Tant qu’il taisait ses ambitions et faisait parler les seconds couteaux, Karim Wade pouvait s’épargner les attaques de ses adversaires dans son propre camp. Ce ne sera plus le cas quand, au lendemain du sommet de l’Oci, il déclarera ses ambitions « municipales » comme il entend le faire. C’est la délicatesse de l’exercice qui explique la frayeur des partisans du fils du président, déterminés à le placer à la Mairie de Dakar, avant de l’installer à la tête du pays. La difficulté pour le fils du président de la République n’est pas de faire l’unanimité sur sa personne au sein de son parti. Tout le monde, jusqu’à Idrissa Seck, en passant par Macky Sall, s’entend à accepter le choix imposé par le président de la République, pour des raisons de survie. Ce qui pose un problème réel au Pds, c’est plutôt les choix de Karim Wade quant à la direction de la Génération du concret, et donc du Pds. Ceux qui vitupèrent dans le Pds ne le font pas parce qu’ils considèrent le choix porté sur le fils du président de la République anti-démocratique. Ils le font parce que Karim Wade n’a pas porté son choix sur eux, ou a décidé de les combattre. Idrissa Seck se dit prêt à l’endosser, Macky Sall assure qu’il ne gênera pas, tant qu’on le laissera tranquille. Les « stratèges » libéraux sont persuadés qu’en réunissant Modou Diagne Fada, Idrissa Seck et Macky Sall sous un même toit, ils peuvent s’assurer plusieurs années au soleil. Mais comment réhabiliter Idrissa Seck sans sacrifier Macky Sall ou Ousmane Ngom ; comment assurer la tranquillité de Macky Sall sans fâcher Aminata Tall ?

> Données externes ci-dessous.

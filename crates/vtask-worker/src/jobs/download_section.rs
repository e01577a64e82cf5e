use vtask_models::timestamp::validate_timestamps;
use vtask_models::{validate_source_url, JobKind, StoredFileId};
use vtask_queue::DownloadSectionJob;
use vtask_storage::NewStoredFile;

use super::{output_name, require};
use crate::context::JobContext;
use crate::error::{WorkerError, WorkerResult};
use crate::logging::JobLogger;

/// Download `[start, end]` of a remote video and store it.
pub async fn download_section(ctx: &JobContext, job: &DownloadSectionJob) -> WorkerResult<StoredFileId> {
    let logger = JobLogger::new(&job.task_id, JobKind::DownloadSection);

    let url = validate_source_url(&job.url).map_err(|e| WorkerError::validation(e.to_string()))?;
    let range = validate_timestamps(&job.start, &job.end, None).map_err(|e| WorkerError::validation(e.to_string()))?;
    require("owner", &job.owner)?;

    logger.log_start(&format!("{} [{} - {}]", url, range.start, range.end));
    let artifact = ctx
        .toolchain
        .download_section(&url, range.start_secs, range.end_secs)
        .await?;
    logger.log_progress(&format!("downloaded {} bytes", artifact.data.len()));

    let file_id = StoredFileId::new();
    let meta = NewStoredFile::new(
        job.owner.clone(),
        output_name(&job.name, artifact.container),
        artifact.container.content_type(),
    );
    ctx.files.save(&file_id, meta, artifact.data).await?;

    logger.log_completion(&format!("stored as {}", file_id));
    Ok(file_id)
}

Abdoulaye Wade a pensé régler cette question en présentant un parti sans chefferie. Mais les querelles sanglantes et les contestations de ces derniers jours sont la preuve que la doublure des structures du Pds par la Génération du concret n’a pas tenu. La réorganisation des instances du Pds s’est arrêtée au Troubadour Massaly, bombardé toute honte bue, « chargé des jeunes ». L’intégration de femmes « cadres » dans le gouvernement et la mise à l’écart de femmes comme Awa Diop, Aminata Tall ou Aïda Mbodj s’est révélée elle aussi un fiasco total. Mieux, plus d’une cinquantaine de députés victimes de la purge opposent une résistance farouche aux desseins du fils du président, tout en se réclamant du président.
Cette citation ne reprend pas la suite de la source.